I brought in a little nativity scene, a mini Christmas tree, some porcelain carolers who would sing a little if you pulled their string. Every walker that rolled by his room was stopped, its owner invited in to look at his festive décor and see every single Christmas card he received, plus pictures of every child, grandchild and great grandchild, accompanied by lots of long stories. Oh he was a talker, was my Dad.

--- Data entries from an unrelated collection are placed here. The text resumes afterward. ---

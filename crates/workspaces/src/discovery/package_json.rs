//! Discovery implementation for npm/Bun/Yarn workspaces via package.json.

use crate::discovery::{WorkspaceDiscovery, load_members};
use crate::error::{Error, Result};
use crate::manifest::PackageManifest;
use crate::types::{PackageManager, Workspace};
use std::path::Path;

/// Discovers workspaces configured in `package.json`.
///
/// Handles both the array form and the object form (with a `packages` key)
/// of the `workspaces` field.
pub struct PackageJsonDiscovery;

impl WorkspaceDiscovery for PackageJsonDiscovery {
    fn discover(&self, root: &Path) -> Result<Workspace> {
        let Some(patterns) = self.declared_patterns(root)? else {
            return Err(Error::WorkspaceNotFound {
                path: root.to_path_buf(),
            });
        };

        let mut workspace = Workspace::new(root.to_path_buf(), PackageManager::detect(root));
        workspace.packages = load_members(root, &patterns)?;
        tracing::debug!(
            root = %root.display(),
            packages = workspace.package_count(),
            "Discovered package.json workspace"
        );

        Ok(workspace)
    }

    fn declared_patterns(&self, root: &Path) -> Result<Option<Vec<String>>> {
        let manifest_path = root.join("package.json");
        if !manifest_path.exists() {
            return Ok(None);
        }

        let manifest = PackageManifest::load(&manifest_path)?;
        Ok(manifest.workspaces.map(|w| w.patterns().to_vec()))
    }
}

Greg and Jo, my brother and his wife, came up so often to take him out for dinner, some people thought they were on staff. Our older brother Jack in California called him so many times, Dad began carrying his cordless phone around on his walker. Friends phoned and came to see him. And one of them donated a keyboard for his room. He delighted in leaving his door partially open, putting the keyboard on autoplay, and pretending to stroke the keys as it played classical music. When he received compliments on his extraordinary playing he would accept them graciously, eyes twinkling. Reminded him of the time he had a piano recital as a boy, and was supposed to play something “longhair,” but instead sat down and tickled the ivories to the tune of “Tiptoe through the tulips.” He was promptly “disinvited” from all future piano lessons. Oh he was a kidder, was my Dad. He told everybody the most frequently used word at Miller’s assisted living was “HUH?”
At 93, skinny as a stick, posture like the parenthesis that goes on the right, a little bit hard of hearing, he was still the hottest ticket at Miller’s Merry Manor. The ladies loved him, hugged him, kissed him, watched over him. The prettiest one proposed to him every single day, and sometimes twice. He always turned her down gently, reminding her that she was already married. His favorite time was the Friday night singalong, when his lovely old tenor voice still rang out on the old hymns and love songs that made his eyes well up with tears. He went to Bible study, bingo, every musical performance, every meeting, every church service Miller’s offered. Usually he was the only man there, which he complained about, but somehow I think it suited him just fine.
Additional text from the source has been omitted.